Re: [PATCH bpf v4 2/3] bpf: Avoid faultable build ID reads under mm locks
From: Shakeel Butt
Date: Thu May 14 2026 - 19:03:19 EST
On Thu, May 14, 2026 at 03:49:27PM -0700, Ihor Solodrai wrote:
> On 5/14/26 3:14 PM, Shakeel Butt wrote:
> > On Thu, May 14, 2026 at 02:31:58PM -0700, Ihor Solodrai wrote:
> >> On 5/14/26 1:47 PM, Shakeel Butt wrote:
> >>> On Thu, May 14, 2026 at 11:47:26AM -0700, Ihor Solodrai wrote:
> >>>> Sleepable build ID parsing can block in __kernel_read() [1], so the
> >>>> stackmap sleepable path must not call it while holding mmap_lock or a
> >>>> per-VMA read lock.
> >>>>
> >>>> The issue and the fix are conceptually similar to a recent procfs
> >>>> patch [2].
> >>>>
> >>>> Resolve each covered VMA with a stable read-side reference, preferring
> >>>> lock_vma_under_rcu() and falling back to mmap_read_trylock()
> >>>
> >>> Why trylock()? Why not just reuse the mechanism introduced in [2]? That is
> >>> abstract out the mechanism introduced in [2] in mm core and reuse it.
> >>
> >> v1 used mmap_read_lock() as the fallback, but Puranjay pointed out [1]
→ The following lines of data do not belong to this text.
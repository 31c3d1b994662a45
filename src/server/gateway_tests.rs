use super::*;
use crate::middleware::Middleware;
use crate::modules::gateway::handlers::{BodyLimitFactory, CorsFactory, TraceFactory};
use serde_json::json;

fn test_service() -> Arc<GatewayService> {
    let service = Arc::new(GatewayService::new());
    service
        .with_stack(|stack| {
            stack
                .push(Middleware::new("trace", Arc::new(TraceFactory)))?
                .push(Middleware::new("cors", Arc::new(CorsFactory)))?
                .push(
                    Middleware::new("body-limit", Arc::new(BodyLimitFactory))
                        .with_params(json!({ "limitBytes": 8 })),
                )?;
            Ok::<(), crate::error::StackError>(())
        })
        .unwrap();
    service.finalize().unwrap();
    service
}

#[tokio::test]
async fn test_health_answers_outside_the_pipeline() {
    let routes = routes(test_service());

    let response = warp::test::request()
        .method("GET")
        .path("/health")
        .reply(&routes)
        .await;

    assert_eq!(response.status(), 200);
    assert!(!response.headers().contains_key("x-request-id"));
}

#[tokio::test]
async fn test_unmatched_request_gets_default_not_found() {
    let routes = routes(test_service());

    let response = warp::test::request()
        .method("GET")
        .path("/nope")
        .reply(&routes)
        .await;

    assert_eq!(response.status(), 404);
    assert!(response.headers().contains_key("x-request-id"));
    assert!(response.headers().contains_key("access-control-allow-origin"));
}

#[tokio::test]
async fn test_oversized_body_is_halted_by_the_pipeline() {
    let routes = routes(test_service());

    let response = warp::test::request()
        .method("POST")
        .path("/submit")
        .body("way past the configured limit")
        .reply(&routes)
        .await;

    assert_eq!(response.status(), 413);
}

#[tokio::test]
async fn test_preflight_is_answered_by_cors_stage() {
    let routes = routes(test_service());

    let response = warp::test::request()
        .method("OPTIONS")
        .path("/anything")
        .reply(&routes)
        .await;

    assert_eq!(response.status(), 204);
    assert!(response
        .headers()
        .contains_key("access-control-allow-methods"));
}
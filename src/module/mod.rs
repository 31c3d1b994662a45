//! Plugin-module system.
//!
//! Applications are composed from modules: units of wiring that declare a
//! name, the modules they depend on, and default configuration. The
//! [`ModuleManager`] resolves dependency order, drives the two lifecycle
//! phases (`initialize`, then `setup` in dependency order) and dispatches
//! named hooks sequentially across modules. Modules exchange capabilities
//! through the shared [`Registry`].

pub mod manager;
pub mod registry;

pub use manager::{ModuleManager, SHUTDOWN_HOOK};
pub use registry::Registry;

use crate::config::Config;
use crate::error::ModuleError;
use async_trait::async_trait;
use serde::de::DeserializeOwned;
use serde_json::{Map, Value};
use std::collections::HashMap;
use std::sync::Arc;

/// Context handed to a module during lifecycle phases.
pub struct ModuleCtx {
    /// This module's configuration: its defaults deep-merged under the
    /// application config's `modules.<name>` table.
    pub config: Value,
    pub registry: Arc<Registry>,
    /// Read-only snapshot of the full application configuration.
    pub app_config: Arc<Config>,
}

impl ModuleCtx {
    /// Deserializes the merged module configuration into a typed struct.
    pub fn config_as<T: DeserializeOwned>(&self, module: &str) -> Result<T, ModuleError> {
        serde_json::from_value(self.config.clone()).map_err(|e| ModuleError::InvalidConfig {
            module: module.to_string(),
            reason: e.to_string(),
        })
    }
}

/// Named values accumulated while a hook travels across modules.
#[derive(Debug, Default)]
pub struct HookContext {
    values: HashMap<String, Value>,
}

impl HookContext {
    pub fn new() -> Self {
        Self::default()
    }

    pub fn insert(&mut self, key: impl Into<String>, value: Value) {
        self.values.insert(key.into(), value);
    }

    pub fn get(&self, key: &str) -> Option<&Value> {
        self.values.get(key)
    }

    pub fn values(&self) -> &HashMap<String, Value> {
        &self.values
    }

    pub fn into_values(self) -> HashMap<String, Value> {
        self.values
    }
}

/// A pluggable unit of application wiring.
#[async_trait]
pub trait Module: Send + Sync {
    /// Unique name used for registration, dependency edges and the
    /// `modules.<name>` configuration table.
    fn name(&self) -> &'static str;

    /// Modules that must finish `setup` before this one runs.
    fn dependencies(&self) -> Vec<&'static str> {
        Vec::new()
    }

    /// Defaults merged underneath the application-provided module config.
    fn default_config(&self) -> Value {
        Value::Object(Map::new())
    }

    /// Early validation pass; runs for every module before any `setup`.
    async fn initialize(&self, _ctx: &ModuleCtx) -> Result<(), ModuleError> {
        Ok(())
    }

    /// Main wiring phase, run in dependency order.
    async fn setup(&self, ctx: &ModuleCtx) -> Result<(), ModuleError>;

    /// Named hook dispatch; modules receive each hook sequentially in load
    /// order and may read or extend the shared context.
    async fn on_hook(&self, _hook: &str, _ctx: &mut HookContext) -> Result<(), ModuleError> {
        Ok(())
    }
}
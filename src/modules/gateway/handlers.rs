//! Built-in pipeline stages: access tracing, CORS and body size limits.

use crate::error::{ConfigError, Result};
use crate::middleware::{
    Flow, GatewayResponse, Handler, HandlerFactory, RequestContext, Responder,
};
use async_trait::async_trait;
use serde::de::DeserializeOwned;
use serde::{Deserialize, Serialize};
use serde_json::{json, Value};
use std::sync::Arc;
use tracing::{debug, info};
use warp::http::header::{HeaderName, HeaderValue};
use warp::http::{Method, StatusCode};

/// Parses stage params, falling back to the stage defaults when the stack
/// item carries no params.
pub(crate) fn parse_params<T: DeserializeOwned + Default>(params: &Value) -> Result<T> {
    if params.is_null() {
        return Ok(T::default());
    }
    serde_json::from_value(params.clone())
        .map_err(|e| ConfigError::Validation(e.to_string()).into())
}

/// Terminal responder used until a module installs its own.
pub struct NotFoundResponder;

#[async_trait]
impl Responder for NotFoundResponder {
    async fn respond(&self, _ctx: &RequestContext) -> GatewayResponse {
        GatewayResponse::json(StatusCode::NOT_FOUND, &json!({ "error": "not found" }))
    }
}

#[derive(Debug, Clone, Default, Deserialize, Serialize)]
#[serde(rename_all = "camelCase", default)]
pub struct TraceParams {
    pub log_headers: bool,
}

pub struct TraceFactory;

impl HandlerFactory for TraceFactory {
    fn build(&self, params: &Value) -> Result<Arc<dyn Handler>> {
        let params: TraceParams = parse_params(params)?;
        Ok(Arc::new(TraceHandler { params }))
    }
}

struct TraceHandler {
    params: TraceParams,
}

#[async_trait]
impl Handler for TraceHandler {
    async fn handle(&self, ctx: &mut RequestContext) -> Result<Flow> {
        info!(
            target: "weft::access",
            method = %ctx.method,
            path = %ctx.path,
            request_id = %ctx.request_id,
            remote = ?ctx.remote_addr,
            "request received"
        );
        if self.params.log_headers {
            debug!(target: "weft::access", headers = ?ctx.headers, "request headers");
        }
        Ok(Flow::Continue)
    }
}

#[derive(Debug, Clone, Deserialize, Serialize)]
#[serde(rename_all = "camelCase", default)]
pub struct CorsParams {
    pub allow_origin: String,
    pub allow_methods: Vec<String>,
    pub allow_headers: Vec<String>,
}

impl Default for CorsParams {
    fn default() -> Self {
        Self {
            allow_origin: "*".to_string(),
            allow_methods: vec![
                "GET".to_string(),
                "POST".to_string(),
                "PUT".to_string(),
                "DELETE".to_string(),
                "OPTIONS".to_string(),
            ],
            allow_headers: vec!["content-type".to_string(), "authorization".to_string()],
        }
    }
}

pub struct CorsFactory;

impl HandlerFactory for CorsFactory {
    fn build(&self, params: &Value) -> Result<Arc<dyn Handler>> {
        let params: CorsParams = parse_params(params)?;

        let origin = header_value(&params.allow_origin)?;
        let methods = header_value(&params.allow_methods.join(", "))?;
        let headers = header_value(&params.allow_headers.join(", "))?;

        Ok(Arc::new(CorsHandler {
            origin,
            methods,
            headers,
        }))
    }
}

fn header_value(value: &str) -> Result<HeaderValue> {
    HeaderValue::from_str(value)
        .map_err(|e| ConfigError::Validation(format!("invalid header value: {e}")).into())
}

struct CorsHandler {
    origin: HeaderValue,
    methods: HeaderValue,
    headers: HeaderValue,
}

#[async_trait]
impl Handler for CorsHandler {
    async fn handle(&self, ctx: &mut RequestContext) -> Result<Flow> {
        ctx.response_headers.insert(
            HeaderName::from_static("access-control-allow-origin"),
            self.origin.clone(),
        );

        if ctx.method == Method::OPTIONS {
            let response = GatewayResponse::new(StatusCode::NO_CONTENT)
                .with_header(
                    HeaderName::from_static("access-control-allow-origin"),
                    self.origin.clone(),
                )
                .with_header(
                    HeaderName::from_static("access-control-allow-methods"),
                    self.methods.clone(),
                )
                .with_header(
                    HeaderName::from_static("access-control-allow-headers"),
                    self.headers.clone(),
                );
            return Ok(Flow::Halt(response));
        }

        Ok(Flow::Continue)
    }
}

#[derive(Debug, Clone, Deserialize, Serialize)]
#[serde(rename_all = "camelCase", default)]
pub struct BodyLimitParams {
    pub limit_bytes: usize,
}

impl Default for BodyLimitParams {
    fn default() -> Self {
        Self {
            limit_bytes: 1024 * 1024,
        }
    }
}

pub struct BodyLimitFactory;

impl HandlerFactory for BodyLimitFactory {
    fn build(&self, params: &Value) -> Result<Arc<dyn Handler>> {
        let params: BodyLimitParams = parse_params(params)?;
        Ok(Arc::new(BodyLimitHandler { params }))
    }
}

struct BodyLimitHandler {
    params: BodyLimitParams,
}

#[async_trait]
impl Handler for BodyLimitHandler {
    async fn handle(&self, ctx: &mut RequestContext) -> Result<Flow> {
        if ctx.body.len() > self.params.limit_bytes {
            debug!(
                size = ctx.body.len(),
                limit = self.params.limit_bytes,
                "request body over limit"
            );
            return Ok(Flow::Halt(GatewayResponse::json(
                StatusCode::PAYLOAD_TOO_LARGE,
                &json!({ "error": "payload too large" }),
            )));
        }
        Ok(Flow::Continue)
    }
}

#[cfg(test)]
mod tests {
    use super::*;
    use bytes::Bytes;
    use std::collections::HashMap;
    use warp::http::header::HeaderMap;

    fn request(method: Method, body: Bytes) -> RequestContext {
        RequestContext::new(
            method,
            "/test",
            HeaderMap::new(),
            body,
            None,
            Arc::new(HashMap::new()),
        )
    }

    #[tokio::test]
    async fn test_cors_preflight_halts_with_no_content() {
        let handler = CorsFactory.build(&Value::Null).unwrap();
        let mut ctx = request(Method::OPTIONS, Bytes::new());

        match handler.handle(&mut ctx).await.unwrap() {
            Flow::Halt(response) => {
                assert_eq!(response.status, StatusCode::NO_CONTENT);
                assert_eq!(
                    response.headers["access-control-allow-origin"],
                    HeaderValue::from_static("*")
                );
            }
            Flow::Continue => panic!("expected preflight to halt"),
        }
    }

    #[tokio::test]
    async fn test_cors_sets_response_header_and_continues() {
        let handler = CorsFactory
            .build(&json!({ "allowOrigin": "https://example.com" }))
            .unwrap();
        let mut ctx = request(Method::GET, Bytes::new());

        assert!(matches!(
            handler.handle(&mut ctx).await.unwrap(),
            Flow::Continue
        ));
        assert_eq!(
            ctx.response_headers["access-control-allow-origin"],
            HeaderValue::from_static("https://example.com")
        );
    }

    #[tokio::test]
    async fn test_body_limit_halts_oversized_requests() {
        let handler = BodyLimitFactory
            .build(&json!({ "limitBytes": 4 }))
            .unwrap();

        let mut small = request(Method::POST, Bytes::from_static(b"ok"));
        assert!(matches!(
            handler.handle(&mut small).await.unwrap(),
            Flow::Continue
        ));

        let mut large = request(Method::POST, Bytes::from_static(b"too large"));
        match handler.handle(&mut large).await.unwrap() {
            Flow::Halt(response) => {
                assert_eq!(response.status, StatusCode::PAYLOAD_TOO_LARGE)
            }
            Flow::Continue => panic!("expected oversized body to halt"),
        }
    }

    #[test]
    fn test_bad_params_are_rejected() {
        assert!(BodyLimitFactory
            .build(&json!({ "limitBytes": "not a number" }))
            .is_err());
    }
}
> >> that stackmap can be called when the caller already holds
> >> mmap_lock.
> >
> > Can you exapnd on the scenario where caller already holds mmap_lock? Is this
> > code path can be taken from bpf programs and bpf programs can be attached at
> > functions/code-paths already holding the mmap_lock?
>
> Exactly. For example, tracing BPF programs may attach to mm internals, and
> there are also BPF iterators over VMAs (i.e. SEC("iter/task_vma")). And
> probably other use-cases.
>
> Bottom line is we can't assume it's safe to take mmap_lock in a code path
> reachable from a BPF program.
Sounds good. Let's add a comment in code amd also explanation in commit message.
>
> >
> >> So I changed to trylock since v2, similar to non-sleepable
> >> path.
> >>
> >> AFAIU this means that the common mechanism needs to support trylock
> >> behavior as in stack_map_lock_vma() in this patch.
> >>
> >> Do you think this is worth factoring out of stackmap.c?
> >
> > Do you think we will need similar handling at more places in future
> > (particularly in bpf world) then it makes sense to factoring out now? Otherwise
> > we can wait until we are sure.
>
> Honestly, I don't know. IMO we shouldn't prematurely generalize a piece of
> code with a single user. But I just may be unaware of the others.
>
So, we have two somewhat similar users with trylock being the difference. I
think we can continue as is for now and let's punt the decision to refactoring
and common code when next use-case arise.